1 tablespoon dried oregano
1 tablespoon smoked paprika
1 package frozen string beans (optional)

2 tablespoons dry sherry

Put 4 cups of water, the dry beans, and the salt into the pressure cooker. Heat at high pressure for 5 minutes, and then quick release the steam, and drain the water off. Heat up a stovetop grill pan over high heat. Remove the lamb from the marinate, scraping off as much of the onions as you can, and grill both sides for a total of 5 minutes.

Make sure you turn off your smoke alarm and turn on your exhaust fan for this one!

Move the lamb into the pressure cooker, and stir in all of the other ingredients, along with the onion and garlic marinade. Set the pressure cooker for high pressure, 25-30 minutes. Allow the pressure to naturally release. (Total time, about an hour.) Remove the lid, and spoon off any of the fat that might be on the surface.

Update, Jan 4, 2010 : So I was reading about a new technique for dealing with dried beans, and I remade this recipe tonight because my grocer had a killer deal on lamb shoulder chops.
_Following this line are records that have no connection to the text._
//! Correlation of archive lookups with their replies.

use std::collections::HashMap;
use std::sync::atomic::{AtomicU64, Ordering};
use std::sync::Arc;

use chrono::Utc;
use hyper::body::Bytes;
use hyper::HeaderMap;
use parking_lot::Mutex;
use tokio::sync::{mpsc, oneshot};

use crate::error::{ProxyError, Result};
use crate::request::InterceptedRequest;

/// Outbound message asking the archive service to resolve a request.
#[derive(Debug, Clone)]
pub struct LookupRequest {
    /// Correlation token the reply must carry.
    pub token: String,
    /// Current collection, if one was observed.
    pub collection: Option<String>,
    /// Current capture timestamp, if one was observed.
    pub timestamp: Option<String>,
    /// The request with its archive-relative URL.
    pub request: InterceptedRequest,
}

/// The archive service's answer to a [`LookupRequest`].
#[derive(Debug, Clone, Default)]
pub struct LookupReply {
    /// Status of the archived response.
    pub status: u16,
    /// Archived response headers.
    pub headers: HeaderMap,
    /// Archived payload; absent for a miss.
    pub payload: Option<Bytes>,
}

impl LookupReply {
    /// Creates a reply.
    pub fn new(status: u16, headers: HeaderMap, payload: Option<Bytes>) -> Self {
        Self {
            status,
            headers,
            payload,
        }
    }

    /// The archive has nothing for the URL.
    pub fn miss() -> Self {
        Self::new(404, HeaderMap::new(), None)
    }
}

/// Hands lookups to the external archive service without waiting.
pub trait LookupChannel: Send + Sync {
    /// Sends the lookup. An error means nobody will ever answer it.
    fn dispatch(&self, lookup: LookupRequest) -> Result<()>;
}

impl LookupChannel for mpsc::UnboundedSender<LookupRequest> {
    fn dispatch(&self, lookup: LookupRequest) -> Result<()> {
        self.send(lookup)
            .map_err(|e| ProxyError::Dispatch(e.to_string()))
    }
}

/// In-flight lookups keyed by correlation token.
///
/// A token is registered before its lookup is dispatched and removed by the
/// first reply, so at most one reply is ever delivered per token.
#[derive(Debug, Clone, Default)]
pub struct PendingResolutions {
    inner: Arc<PendingInner>,
}

#[derive(Debug, Default)]
struct PendingInner {
    waiting: Mutex<HashMap<String, oneshot::Sender<LookupReply>>>,
    next_seq: AtomicU64,
}

impl PendingResolutions {
    /// Creates an empty registry.
    pub fn new() -> Self {
        Self::default()
    }

    /// Registers a new lookup for `url` and returns its token and the
    /// receiver its reply will arrive on.
    pub fn register(&self, url: &str) -> (String, oneshot::Receiver<LookupReply>) {
        let seq = self.inner.next_seq.fetch_add(1, Ordering::Relaxed);
        let token = format!("req:{}:{}:{}", Utc::now().timestamp_millis(), seq, url);

        let (tx, rx) = oneshot::channel();
        self.inner.waiting.lock().insert(token.clone(), tx);
        (token, rx)
    }

    /// Delivers a reply. Returns false if the token is unknown, was already
    /// answered, or its resolver has gone away.
    pub fn fulfill(&self, token: &str, reply: LookupReply) -> bool {
        let sender = self.inner.waiting.lock().remove(token);
        match sender {
            Some(tx) => tx.send(reply).is_ok(),
            None => {
                tracing::debug!("No pending lookup for token {}", token);
                false
            }
        }
    }

    /// Forgets a token without answering it.
    pub fn cancel(&self, token: &str) -> bool {
        self.inner.waiting.lock().remove(token).is_some()
    }

    /// Returns true while the token awaits its reply.
    pub fn is_pending(&self, token: &str) -> bool {
        self.inner.waiting.lock().contains_key(token)
    }

    /// Number of lookups awaiting a reply.
    pub fn len(&self) -> usize {
        self.inner.waiting.lock().len()
    }

    /// Returns true when nothing is in flight.
    pub fn is_empty(&self) -> bool {
        self.len() == 0
    }
}

/// Removes its token from the registry when dropped.
pub(crate) struct Registration {
    pending: PendingResolutions,
    token: String,
}

impl Registration {
    pub(crate) fn new(pending: PendingResolutions, token: String) -> Self {
        Self { pending, token }
    }
}

impl Drop for Registration {
    fn drop(&mut self) {
        if self.pending.cancel(&self.token) {
            tracing::debug!("Released unanswered lookup {}", self.token);
        }
    }
}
The technique is this : Soak the beans in water for 8 or more hours, but add several teaspoons of salt to the soaking water. Then, drain the beans and rinse off the salt. Your beans will end up being firm yet creamy on the inside. This is what I did for this recent batch of the soup, and it seemed to work exactly that way. I put the beans in water before I left this morning, and otherwise followed the rest of the procedure, and it turned out great. This is how I’ll be making the recipe from now on.

Lamb and Wild Rice with Roasted Autumn Vegetables

Fri, Sep 26 • 0

A good project for a lazy Sunday. It will fill your place up with some great aromas.
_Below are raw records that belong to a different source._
#[cfg(test)]
mod tests {
    use super::*;
    use crate::archive::{
        ArchiveContext, LookupReply, LookupRequest, PassthroughRewriter, PendingResolutions,
    };
    use crate::live::MemoryBlobStore;
    use hyper::body::Bytes;
    use hyper::header::{CONTENT_LENGTH, CONTENT_TYPE};
    use hyper::{HeaderMap, Method, StatusCode};
    use tempfile::TempDir;
    use tokio::sync::mpsc;

    const REPLAY_URL: &str = "http://localhost:5471/w/mycoll/20230101000000/https://example.com/";

    fn classify_url(url: &str) -> Route {
        classify(&RouterConfig::new("/srv/ui"), &InterceptedRequest::get(url))
    }

    fn router(content_root: &Path) -> (RequestRouter, mpsc::UnboundedReceiver<LookupRequest>) {
        let (tx, rx) = mpsc::unbounded_channel();
        let archive = ArchiveResolver::new(
            ArchiveContext::new(),
            PendingResolutions::new(),
            Arc::new(tx),
            Arc::new(PassthroughRewriter),
        );
        let live = LiveProxy::new(Arc::new(MemoryBlobStore::new())).unwrap();
        (
            RequestRouter::new(RouterConfig::new(content_root), archive, live),
            rx,
        )
    }

    #[test]
    fn replay_url_is_parsed() {
        assert_eq!(
            classify_url(REPLAY_URL),
            Route::Replay {
                coordinates: ArchiveCoordinates::new("mycoll", "20230101000000"),
                target: "https://example.com/".to_string(),
            }
        );
    }

    #[test]
    fn replay_url_modifier_is_ignored() {
        let route =
            classify_url("http://localhost:5471/w/c/20230101000000mp_/https://example.com/a?b=1");
        assert_eq!(
            route,
            Route::Replay {
                coordinates: ArchiveCoordinates::new("c", "20230101000000"),
                target: "https://example.com/a?b=1".to_string(),
            }
        );
    }

    #[test]
    fn short_timestamp_is_not_found() {
        assert_eq!(
            classify_url("http://localhost:5471/w/mycoll/2023/https://example.com/"),
            Route::NotFound
        );
        assert_eq!(classify_url("http://localhost:5471/w/garbage"), Route::NotFound);
    }

    #[test]
    fn root_maps_to_index() {
        assert_eq!(
            classify_url("http://localhost:5471/"),
            Route::Static {
                path: PathBuf::from("/srv/ui/index.html"),
                content_type: HeaderValue::from_static("text/html; charset=utf-8"),
            }
        );
    }

    #[test]
    fn docs_maps_to_docs_index() {
        match classify_url("http://localhost:5471/docs") {
            Route::Static { path, .. } => assert_eq!(path, PathBuf::from("/srv/ui/docs/index.html")),
            other => panic!("unexpected route {:?}", other),
        }
    }

    #[test]
    fn extensionless_path_gets_html() {
        match classify_url("http://localhost:5471/about?x=1#top") {
            Route::Static { path, content_type } => {
                assert_eq!(path, PathBuf::from("/srv/ui/about.html"));
                assert!(content_type.to_str().unwrap().starts_with("text/html"));
            }
            other => panic!("unexpected route {:?}", other),
        }
    }

    #[test]
    fn asset_content_types() {
        match classify_url("http://localhost:5471/ui.js") {
            Route::Static { content_type, .. } => {
                assert!(content_type.to_str().unwrap().contains("javascript"))
            }
            other => panic!("unexpected route {:?}", other),
        }
        match classify_url("http://localhost:5471/icon.png") {
            Route::Static { content_type, .. } => assert_eq!(content_type, "image/png"),
            other => panic!("unexpected route {:?}", other),
        }
    }

    #[test]
    fn unknown_extension_is_not_found() {
        assert_eq!(
            classify_url("http://localhost:5471/file.notarealextension"),
            Route::NotFound
        );
    }

    #[test]
    fn parent_directory_is_not_found() {
        assert_eq!(
            classify_url("http://localhost:5471/../secret.html"),
            Route::NotFound
        );
    }

    #[test]
    fn live_leak_is_detected() {
        let request = InterceptedRequest::get("https://other.example/")
            .with_referrer("http://localhost:5471/w/mycoll/20230101000000/https://example.com/page");
        assert_eq!(
            classify(&RouterConfig::default(), &request),
            Route::LiveLeak
        );
    }

    #[test]
    fn plain_request_is_live() {
        let request = InterceptedRequest::get("https://other.example/")
            .with_referrer("http://localhost:5471/index.html");
        assert_eq!(classify(&RouterConfig::default(), &request), Route::Live);
        assert_eq!(classify_url("https://other.example/"), Route::Live);
    }

    #[test]
    fn file_protocol_is_detected() {
        assert_eq!(classify_url("file2://localhost"), Route::FileProtocol);
        assert_eq!(classify_url("file2:///tmp/a.warc"), Route::FileProtocol);
        assert_eq!(classify_url("file2x://localhost"), Route::Live);
    }

    #[tokio::test]
    async fn replay_request_updates_context_and_rewrites_url() {
        let dir = TempDir::new().unwrap();
        let (router, mut rx) = router(dir.path());
        let pending = router.archive().pending().clone();

        let answer = tokio::spawn(async move {
            let lookup = rx.recv().await.unwrap();
            let mut headers = HeaderMap::new();
            headers.insert(CONTENT_TYPE, HeaderValue::from_static("text/html"));
            pending.fulfill(
                &lookup.token,
                LookupReply::new(200, headers, Some(Bytes::from_static(b"<html>archived</html>"))),
            );
            lookup
        });

        let response = router.route(InterceptedRequest::get(REPLAY_URL)).await;
        let lookup = answer.await.unwrap();

        assert_eq!(lookup.request.url, "https://example.com/");
        assert_eq!(lookup.collection.as_deref(), Some("mycoll"));
        assert_eq!(lookup.timestamp.as_deref(), Some("20230101000000"));
        assert_eq!(
            router.archive().context().current(),
            Some(ArchiveCoordinates::new("mycoll", "20230101000000"))
        );

        assert_eq!(response.status, StatusCode::OK);
        assert_eq!(response.header(CONTENT_TYPE), Some("text/html"));
        assert_eq!(response.header(CONTENT_LENGTH), Some("21"));
        assert_eq!(
            &response.body_bytes().await.unwrap()[..],
            b"<html>archived</html>"
        );
    }

    #[tokio::test]
    async fn live_leak_goes_to_archive_with_original_url() {
        let dir = TempDir::new().unwrap();
        let (router, mut rx) = router(dir.path());
        router
            .archive()
            .context()
            .set(ArchiveCoordinates::new("mycoll", "20230101000000"));
        let pending = router.archive().pending().clone();

        let answer = tokio::spawn(async move {
            let lookup = rx.recv().await.unwrap();
            pending.fulfill(&lookup.token, LookupReply::miss());
            lookup
        });

        let request = InterceptedRequest::get("https://other.example/")
            .with_referrer("http://localhost:5471/w/mycoll/20230101000000/https://example.com/page");
        let response = router.route(request).await;
        let lookup = answer.await.unwrap();

        assert_eq!(lookup.request.url, "https://other.example/");
        assert_eq!(lookup.collection.as_deref(), Some("mycoll"));
        assert_eq!(response.status, StatusCode::NOT_FOUND);
    }

    #[tokio::test]
    async fn root_serves_index_from_content_root() {
        let dir = TempDir::new().unwrap();
        std::fs::write(dir.path().join("index.html"), b"<html>ui</html>").unwrap();
        let (router, _rx) = router(dir.path());

        let response = router
            .route(InterceptedRequest::get("http://localhost:5471/"))
            .await;

        assert_eq!(response.status, StatusCode::OK);
        assert!(response.header(CONTENT_TYPE).unwrap().starts_with("text/html"));
        assert_eq!(&response.body_bytes().await.unwrap()[..], b"<html>ui</html>");
    }

    #[tokio::test]
    async fn head_on_static_asset_has_no_body() {
        let dir = TempDir::new().unwrap();
        std::fs::write(dir.path().join("app.css"), b"body{}").unwrap();
        let (router, _rx) = router(dir.path());

        let response = router
            .route(InterceptedRequest::new(
                Method::HEAD,
                "http://localhost:5471/app.css",
            ))
            .await;

        assert_eq!(response.status, StatusCode::OK);
        assert_eq!(response.header(CONTENT_LENGTH), Some("6"));
        assert!(response.body.is_none());
    }

    #[tokio::test]
    async fn missing_static_asset_is_not_found() {
        let dir = TempDir::new().unwrap();
        let (router, _rx) = router(dir.path());

        let response = router
            .route(InterceptedRequest::get("http://localhost:5471/missing.js"))
            .await;

        assert_eq!(response.status, StatusCode::NOT_FOUND);
        let body = response.body_bytes().await.unwrap();
        let page = String::from_utf8_lossy(&body);
        assert!(page.contains("<b>http://localhost:5471/missing.js</b>"));
    }

    #[tokio::test]
    async fn malformed_replay_url_is_not_found_without_lookup() {
        let dir = TempDir::new().unwrap();
        let (router, mut rx) = router(dir.path());

        let response = router
            .route(InterceptedRequest::get("http://localhost:5471/w/nope"))
            .await;

        assert_eq!(response.status, StatusCode::NOT_FOUND);
        assert!(rx.try_recv().is_err());
        assert_eq!(router.archive().context().current(), None);
    }
}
This recipe is a mixture of rich, tender roasted pumpkin, flavorful root vegetables, and earthy lamb and wild grains, and is based on something I saw in the October ’08 Everyday Food magazine. In their version, it’s rigitoni instead of rice, and it’s goat cheese instead of chunks of braised lamb shank.

You’ll need to decide what to use for your braising liquid. I chopped up 1 onion, 1 stalk of celery, a handful of baby carrots, 2 crushed garlic cloves, and a tablespoon of fresh rosemary leaves in 2 cups chicken stock, but I bet you could get by with two cups of good red wine. Later, I used a rustic multi-grain rice mix I found in the store, but you could substitute it with your favorite, though I think brown rice would work better than Uncle Ben’s. I made this over the course of 2 days — braising the lamb the first day, and doing the rest the second day. It’s probably not a recipe you want to make after a long day at work, but it would be a good project for a lazy Sunday, or you could make most of it days in advance, and then put it all together for a weeknight dinner.
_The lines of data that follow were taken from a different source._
//! Application state shared by both servers.

use std::sync::Arc;
use std::time::Duration;

use tokio::sync::{mpsc, Mutex};

use replay_proxy::{LookupRequest, MemoryBlobStore, PendingResolutions, RequestRouter};

/// How long GET /api/lookups/next waits before answering 204.
pub const DEFAULT_POLL_TIMEOUT: Duration = Duration::from_secs(25);

/// Shared application state.
#[derive(Clone)]
pub struct AppState {
    /// Router answering intercepted requests.
    pub router: RequestRouter,
    /// Lookups awaiting a reply; shared with the router's resolver.
    pub pending: PendingResolutions,
    /// Lookups dispatched by the resolver, drained by the control API.
    pub lookups: Arc<Mutex<mpsc::UnboundedReceiver<LookupRequest>>>,
    /// Session blobs referenced by upload bodies.
    pub blobs: MemoryBlobStore,
    /// Long-poll window.
    pub poll_timeout: Duration,
}

impl AppState {
    /// Creates state around a router and the receiving end of its lookup channel.
    pub fn new(
        router: RequestRouter,
        lookups: mpsc::UnboundedReceiver<LookupRequest>,
        blobs: MemoryBlobStore,
    ) -> Self {
        Self {
            pending: router.archive().pending().clone(),
            router,
            lookups: Arc::new(Mutex::new(lookups)),
            blobs,
            poll_timeout: DEFAULT_POLL_TIMEOUT,
        }
    }

    /// Sets the long-poll window.
    pub fn with_poll_timeout(mut self, timeout: Duration) -> Self {
        self.poll_timeout = timeout;
        self
    }
}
2 lamb shanks, trimmed of silver skin
some kind of flavorful braising liquid (see above)
salt and pepper
1 teaspoon oil

1 medium sugar pumpkin (about 3 pounds)
3 shallots
1 fennel (anise) bulb
salt and pepper
several fresh sage leaves
3 tablespoons olive oil

1 cup multigrain rice mixture
1½ cups chicken stock

Braising the lamb shank :

Preheat the oven to 325°. Trim the silver skin off the shanks by slipping the point under the shiny whitish layer that covers the meat, and remove it in long strips to reveal the red meat below. Trim off the really big blobs of fat, too. Season with salt and pepper, and brown them on all sides over medium heat on the stovetop, about 8 minutes. Remove the shanks, and brown your braising vegetables if you’re using any, and add the liquid, scraping up the browned bits on the bottom of the pan (aka deglazing). Return the shanks to the pan, cover, and cook in the oven for 1½-2 hours. Remove the shanks, and cool enough to handle, then pull the meat off the bones, removing any fat and gristle, and set aside.

Roasting the vegetables :

While the lamb is cooking, peel, seed and chop the pumpkin into 1 inch cubes. Cut off the stalks and fronds of the fennel, and then slice the fennel bulb 8 ways, diagonally, but so each wedge retains a bit of the core, so they’ll stay together. Peel the shallots, and cut them in half or quarters depending on the size, still trying to keep each part connected to the core. Toss all of this in a bowl with the salt, pepper, sage leaves, and olive oil, and spread on a foil-lined cookie sheet and roast in a 425º oven for about an hour, tossing after 30 minutes, and checking every 5 minutes for the last 15 to make sure nothing is burning.

Putting it all together:

Prepare the rice according to the instructions. (If you did what I did, and made the other two parts of this recipe earlier, you can reheat the lamb and the vegetables in the same pan as the rice by using a steamer basket.)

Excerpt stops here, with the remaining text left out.